Data listing ->
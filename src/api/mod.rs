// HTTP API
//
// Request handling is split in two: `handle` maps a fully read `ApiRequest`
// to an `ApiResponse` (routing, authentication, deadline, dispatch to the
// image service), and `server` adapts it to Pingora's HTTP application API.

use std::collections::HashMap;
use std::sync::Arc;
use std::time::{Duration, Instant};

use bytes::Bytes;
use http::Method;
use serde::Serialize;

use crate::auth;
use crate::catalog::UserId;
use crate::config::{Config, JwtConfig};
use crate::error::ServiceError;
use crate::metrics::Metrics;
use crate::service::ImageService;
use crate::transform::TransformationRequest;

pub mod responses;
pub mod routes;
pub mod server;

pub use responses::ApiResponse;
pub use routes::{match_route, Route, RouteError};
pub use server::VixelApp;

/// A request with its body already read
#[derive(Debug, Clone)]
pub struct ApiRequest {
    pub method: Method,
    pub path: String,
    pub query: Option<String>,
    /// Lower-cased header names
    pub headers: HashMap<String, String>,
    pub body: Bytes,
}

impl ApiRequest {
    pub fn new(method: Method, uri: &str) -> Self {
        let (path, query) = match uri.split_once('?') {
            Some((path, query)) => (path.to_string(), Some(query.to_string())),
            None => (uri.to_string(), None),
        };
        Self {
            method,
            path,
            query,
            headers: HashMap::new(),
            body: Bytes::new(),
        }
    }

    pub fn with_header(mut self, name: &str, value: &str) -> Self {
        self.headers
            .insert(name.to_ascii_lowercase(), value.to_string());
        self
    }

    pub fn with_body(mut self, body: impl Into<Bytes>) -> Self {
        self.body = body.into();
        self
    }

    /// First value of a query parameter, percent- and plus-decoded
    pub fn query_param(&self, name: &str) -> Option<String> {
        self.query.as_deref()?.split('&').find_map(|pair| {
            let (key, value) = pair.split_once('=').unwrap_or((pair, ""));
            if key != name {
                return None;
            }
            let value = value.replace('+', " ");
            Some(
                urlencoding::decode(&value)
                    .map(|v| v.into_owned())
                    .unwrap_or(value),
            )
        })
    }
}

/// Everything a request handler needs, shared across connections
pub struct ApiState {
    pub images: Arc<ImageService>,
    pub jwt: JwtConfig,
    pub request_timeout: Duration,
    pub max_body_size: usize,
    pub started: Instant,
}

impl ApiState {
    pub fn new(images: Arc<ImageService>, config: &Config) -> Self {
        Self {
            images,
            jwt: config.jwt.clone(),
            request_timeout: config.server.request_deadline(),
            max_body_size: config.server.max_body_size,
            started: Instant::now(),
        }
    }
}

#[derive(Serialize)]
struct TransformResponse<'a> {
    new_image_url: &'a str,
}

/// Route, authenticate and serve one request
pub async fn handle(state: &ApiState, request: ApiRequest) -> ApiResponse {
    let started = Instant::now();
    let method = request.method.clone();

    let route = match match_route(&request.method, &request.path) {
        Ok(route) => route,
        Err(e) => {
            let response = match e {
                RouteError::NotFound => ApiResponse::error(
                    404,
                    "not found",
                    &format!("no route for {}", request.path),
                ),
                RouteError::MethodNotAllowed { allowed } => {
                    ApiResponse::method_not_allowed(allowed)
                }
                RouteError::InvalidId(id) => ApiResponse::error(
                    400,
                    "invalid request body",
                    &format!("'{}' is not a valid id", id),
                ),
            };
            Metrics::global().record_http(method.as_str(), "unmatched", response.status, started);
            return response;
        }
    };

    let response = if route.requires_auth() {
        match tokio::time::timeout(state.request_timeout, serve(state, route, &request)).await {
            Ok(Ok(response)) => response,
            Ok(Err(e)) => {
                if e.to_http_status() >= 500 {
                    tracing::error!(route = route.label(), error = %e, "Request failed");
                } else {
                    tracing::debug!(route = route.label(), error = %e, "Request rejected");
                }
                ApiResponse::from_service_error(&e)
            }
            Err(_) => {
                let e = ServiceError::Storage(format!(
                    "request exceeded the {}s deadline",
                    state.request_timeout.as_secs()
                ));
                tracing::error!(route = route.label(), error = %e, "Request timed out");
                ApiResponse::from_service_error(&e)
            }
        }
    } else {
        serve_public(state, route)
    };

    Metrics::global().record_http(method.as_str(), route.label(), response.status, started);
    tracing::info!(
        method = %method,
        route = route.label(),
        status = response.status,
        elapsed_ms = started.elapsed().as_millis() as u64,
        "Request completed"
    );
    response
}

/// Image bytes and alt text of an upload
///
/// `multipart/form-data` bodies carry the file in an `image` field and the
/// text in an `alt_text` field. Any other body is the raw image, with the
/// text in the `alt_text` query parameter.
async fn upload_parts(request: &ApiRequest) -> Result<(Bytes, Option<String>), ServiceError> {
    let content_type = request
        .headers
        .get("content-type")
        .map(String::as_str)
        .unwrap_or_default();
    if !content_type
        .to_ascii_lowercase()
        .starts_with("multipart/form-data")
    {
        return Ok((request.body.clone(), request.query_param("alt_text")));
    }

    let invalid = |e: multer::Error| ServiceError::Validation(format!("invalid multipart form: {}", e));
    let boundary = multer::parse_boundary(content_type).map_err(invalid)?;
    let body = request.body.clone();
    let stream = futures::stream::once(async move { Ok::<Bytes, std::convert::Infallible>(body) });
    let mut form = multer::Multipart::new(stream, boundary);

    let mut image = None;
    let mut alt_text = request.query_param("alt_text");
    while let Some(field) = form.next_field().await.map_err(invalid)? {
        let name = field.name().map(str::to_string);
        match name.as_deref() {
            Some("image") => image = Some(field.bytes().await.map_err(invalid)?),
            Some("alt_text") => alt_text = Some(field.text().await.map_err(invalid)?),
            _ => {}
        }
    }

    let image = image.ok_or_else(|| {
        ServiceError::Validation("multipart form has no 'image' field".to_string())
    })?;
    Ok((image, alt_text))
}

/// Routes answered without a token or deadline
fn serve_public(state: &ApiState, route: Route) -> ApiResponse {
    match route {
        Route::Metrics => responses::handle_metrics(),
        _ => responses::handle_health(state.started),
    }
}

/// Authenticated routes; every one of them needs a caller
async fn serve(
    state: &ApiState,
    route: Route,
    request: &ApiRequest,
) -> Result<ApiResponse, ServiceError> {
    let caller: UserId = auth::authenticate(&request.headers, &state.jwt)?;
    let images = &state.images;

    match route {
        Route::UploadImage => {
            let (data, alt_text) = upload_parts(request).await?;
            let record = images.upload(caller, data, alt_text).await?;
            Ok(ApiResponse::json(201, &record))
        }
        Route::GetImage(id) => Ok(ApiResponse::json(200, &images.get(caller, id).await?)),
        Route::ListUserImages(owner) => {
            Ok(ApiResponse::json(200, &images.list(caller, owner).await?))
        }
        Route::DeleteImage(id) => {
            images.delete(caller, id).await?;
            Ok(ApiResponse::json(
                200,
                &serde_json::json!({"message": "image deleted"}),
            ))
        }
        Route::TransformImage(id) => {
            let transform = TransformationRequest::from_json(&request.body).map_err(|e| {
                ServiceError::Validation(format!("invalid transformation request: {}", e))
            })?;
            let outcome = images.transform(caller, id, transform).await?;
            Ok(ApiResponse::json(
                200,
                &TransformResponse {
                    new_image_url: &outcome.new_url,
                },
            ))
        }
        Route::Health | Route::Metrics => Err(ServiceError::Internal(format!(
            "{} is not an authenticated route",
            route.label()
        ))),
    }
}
* * *
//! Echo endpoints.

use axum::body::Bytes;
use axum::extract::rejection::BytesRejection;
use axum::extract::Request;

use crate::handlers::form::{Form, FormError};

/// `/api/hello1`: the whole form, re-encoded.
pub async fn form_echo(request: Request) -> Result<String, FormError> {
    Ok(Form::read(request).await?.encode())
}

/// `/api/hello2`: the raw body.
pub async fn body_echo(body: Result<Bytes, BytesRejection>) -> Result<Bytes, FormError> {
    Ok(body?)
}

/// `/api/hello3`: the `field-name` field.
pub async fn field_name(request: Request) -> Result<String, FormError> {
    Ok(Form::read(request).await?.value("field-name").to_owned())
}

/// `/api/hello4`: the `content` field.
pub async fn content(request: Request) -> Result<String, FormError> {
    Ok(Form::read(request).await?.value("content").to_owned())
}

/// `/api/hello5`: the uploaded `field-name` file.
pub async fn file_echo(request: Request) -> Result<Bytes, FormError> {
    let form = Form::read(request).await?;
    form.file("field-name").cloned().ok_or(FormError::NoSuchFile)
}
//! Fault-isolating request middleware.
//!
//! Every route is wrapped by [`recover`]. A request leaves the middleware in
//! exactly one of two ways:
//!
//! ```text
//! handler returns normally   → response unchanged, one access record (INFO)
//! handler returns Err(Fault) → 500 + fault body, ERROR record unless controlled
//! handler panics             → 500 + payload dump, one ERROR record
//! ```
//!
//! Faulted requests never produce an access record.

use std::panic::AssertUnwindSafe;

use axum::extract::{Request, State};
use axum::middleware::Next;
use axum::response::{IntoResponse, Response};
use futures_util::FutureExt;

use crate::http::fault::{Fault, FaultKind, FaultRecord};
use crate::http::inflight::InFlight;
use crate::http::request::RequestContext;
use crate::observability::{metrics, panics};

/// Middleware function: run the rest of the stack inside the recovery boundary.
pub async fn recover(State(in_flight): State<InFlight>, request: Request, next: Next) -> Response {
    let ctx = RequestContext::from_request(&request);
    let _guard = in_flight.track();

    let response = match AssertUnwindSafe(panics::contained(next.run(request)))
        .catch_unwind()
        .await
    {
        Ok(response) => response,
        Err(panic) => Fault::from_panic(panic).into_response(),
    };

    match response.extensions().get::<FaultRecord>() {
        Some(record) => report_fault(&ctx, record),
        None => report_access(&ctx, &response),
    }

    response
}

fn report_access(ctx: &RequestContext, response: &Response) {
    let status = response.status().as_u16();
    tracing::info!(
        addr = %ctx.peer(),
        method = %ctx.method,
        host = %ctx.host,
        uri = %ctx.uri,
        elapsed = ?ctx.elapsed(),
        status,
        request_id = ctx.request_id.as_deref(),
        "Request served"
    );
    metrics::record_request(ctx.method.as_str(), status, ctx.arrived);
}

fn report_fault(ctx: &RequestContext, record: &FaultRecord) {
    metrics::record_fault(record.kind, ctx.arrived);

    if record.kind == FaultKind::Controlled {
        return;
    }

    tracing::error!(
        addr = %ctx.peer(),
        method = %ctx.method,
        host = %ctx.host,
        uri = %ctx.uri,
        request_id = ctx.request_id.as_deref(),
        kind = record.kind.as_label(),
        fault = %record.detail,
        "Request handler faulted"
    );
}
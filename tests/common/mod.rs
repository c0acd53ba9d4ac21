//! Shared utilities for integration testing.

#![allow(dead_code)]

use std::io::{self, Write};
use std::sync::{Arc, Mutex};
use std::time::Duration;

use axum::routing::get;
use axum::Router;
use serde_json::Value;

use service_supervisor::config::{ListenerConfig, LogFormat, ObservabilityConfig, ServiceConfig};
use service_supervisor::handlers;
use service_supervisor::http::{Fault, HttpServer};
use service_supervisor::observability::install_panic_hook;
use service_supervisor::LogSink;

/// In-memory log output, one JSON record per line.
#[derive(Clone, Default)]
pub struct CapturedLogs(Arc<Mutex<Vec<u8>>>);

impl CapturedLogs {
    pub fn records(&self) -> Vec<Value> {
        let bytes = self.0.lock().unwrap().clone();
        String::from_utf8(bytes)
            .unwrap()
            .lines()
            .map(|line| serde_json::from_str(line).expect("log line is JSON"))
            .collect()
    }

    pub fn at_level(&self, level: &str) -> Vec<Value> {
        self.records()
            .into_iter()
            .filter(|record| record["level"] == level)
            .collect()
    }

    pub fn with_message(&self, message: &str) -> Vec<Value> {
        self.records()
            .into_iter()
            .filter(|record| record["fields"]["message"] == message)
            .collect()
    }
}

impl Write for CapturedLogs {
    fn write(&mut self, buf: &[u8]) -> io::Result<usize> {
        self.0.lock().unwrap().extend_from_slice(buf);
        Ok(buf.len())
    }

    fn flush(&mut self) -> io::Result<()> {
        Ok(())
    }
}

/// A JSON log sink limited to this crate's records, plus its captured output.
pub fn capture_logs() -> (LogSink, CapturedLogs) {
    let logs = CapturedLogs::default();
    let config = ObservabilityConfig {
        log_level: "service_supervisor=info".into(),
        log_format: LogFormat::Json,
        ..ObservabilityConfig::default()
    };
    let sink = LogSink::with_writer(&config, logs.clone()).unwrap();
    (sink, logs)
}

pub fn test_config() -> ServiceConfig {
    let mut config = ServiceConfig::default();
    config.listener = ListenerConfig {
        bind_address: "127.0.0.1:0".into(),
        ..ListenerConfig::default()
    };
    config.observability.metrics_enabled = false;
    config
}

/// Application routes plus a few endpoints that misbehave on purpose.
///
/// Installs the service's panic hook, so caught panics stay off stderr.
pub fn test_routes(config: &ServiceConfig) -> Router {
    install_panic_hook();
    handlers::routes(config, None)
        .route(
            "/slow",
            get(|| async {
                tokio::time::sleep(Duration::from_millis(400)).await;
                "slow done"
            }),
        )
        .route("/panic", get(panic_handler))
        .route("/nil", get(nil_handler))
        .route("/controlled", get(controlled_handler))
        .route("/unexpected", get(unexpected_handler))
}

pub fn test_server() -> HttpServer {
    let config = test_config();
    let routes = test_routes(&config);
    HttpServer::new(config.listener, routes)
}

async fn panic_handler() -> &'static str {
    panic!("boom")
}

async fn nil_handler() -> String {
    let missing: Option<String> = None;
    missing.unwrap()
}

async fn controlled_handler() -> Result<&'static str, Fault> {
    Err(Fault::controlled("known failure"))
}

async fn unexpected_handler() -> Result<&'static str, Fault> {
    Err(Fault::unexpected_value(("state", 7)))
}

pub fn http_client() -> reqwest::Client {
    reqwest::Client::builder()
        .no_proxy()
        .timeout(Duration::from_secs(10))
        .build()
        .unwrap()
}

What is needed ->
Reproduce exactly, and with no other material, the lines between those holding "filename src/api/mod.rs" and "let (key, value)", inclusive.

Task response ->
filename src/api/mod.rs
// HTTP API
//
// Request handling is split in two: `handle` maps a fully read `ApiRequest`
// to an `ApiResponse` (routing, authentication, deadline, dispatch to the
// image service), and `server` adapts it to Pingora's HTTP application API.

use std::collections::HashMap;
use std::sync::Arc;
use std::time::{Duration, Instant};

use bytes::Bytes;
use http::Method;
use serde::Serialize;

use crate::auth;
use crate::catalog::UserId;
use crate::config::{Config, JwtConfig};
use crate::error::ServiceError;
use crate::metrics::Metrics;
use crate::service::ImageService;
use crate::transform::TransformationRequest;

pub mod responses;
pub mod routes;
pub mod server;

pub use responses::ApiResponse;
pub use routes::{match_route, Route, RouteError};
pub use server::VixelApp;

/// A request with its body already read
#[derive(Debug, Clone)]
pub struct ApiRequest {
    pub method: Method,
    pub path: String,
    pub query: Option<String>,
    /// Lower-cased header names
    pub headers: HashMap<String, String>,
    pub body: Bytes,
}

impl ApiRequest {
    pub fn new(method: Method, uri: &str) -> Self {
        let (path, query) = match uri.split_once('?') {
            Some((path, query)) => (path.to_string(), Some(query.to_string())),
            None => (uri.to_string(), None),
        };
        Self {
            method,
            path,
            query,
            headers: HashMap::new(),
            body: Bytes::new(),
        }
    }

    pub fn with_header(mut self, name: &str, value: &str) -> Self {
        self.headers
            .insert(name.to_ascii_lowercase(), value.to_string());
        self
    }

    pub fn with_body(mut self, body: impl Into<Bytes>) -> Self {
        self.body = body.into();
        self
    }

    /// First value of a query parameter, percent- and plus-decoded
    pub fn query_param(&self, name: &str) -> Option<String> {
        self.query.as_deref()?.split('&').find_map(|pair| {
            let (key, value) = pair.split_once('=').unwrap_or((pair, ""));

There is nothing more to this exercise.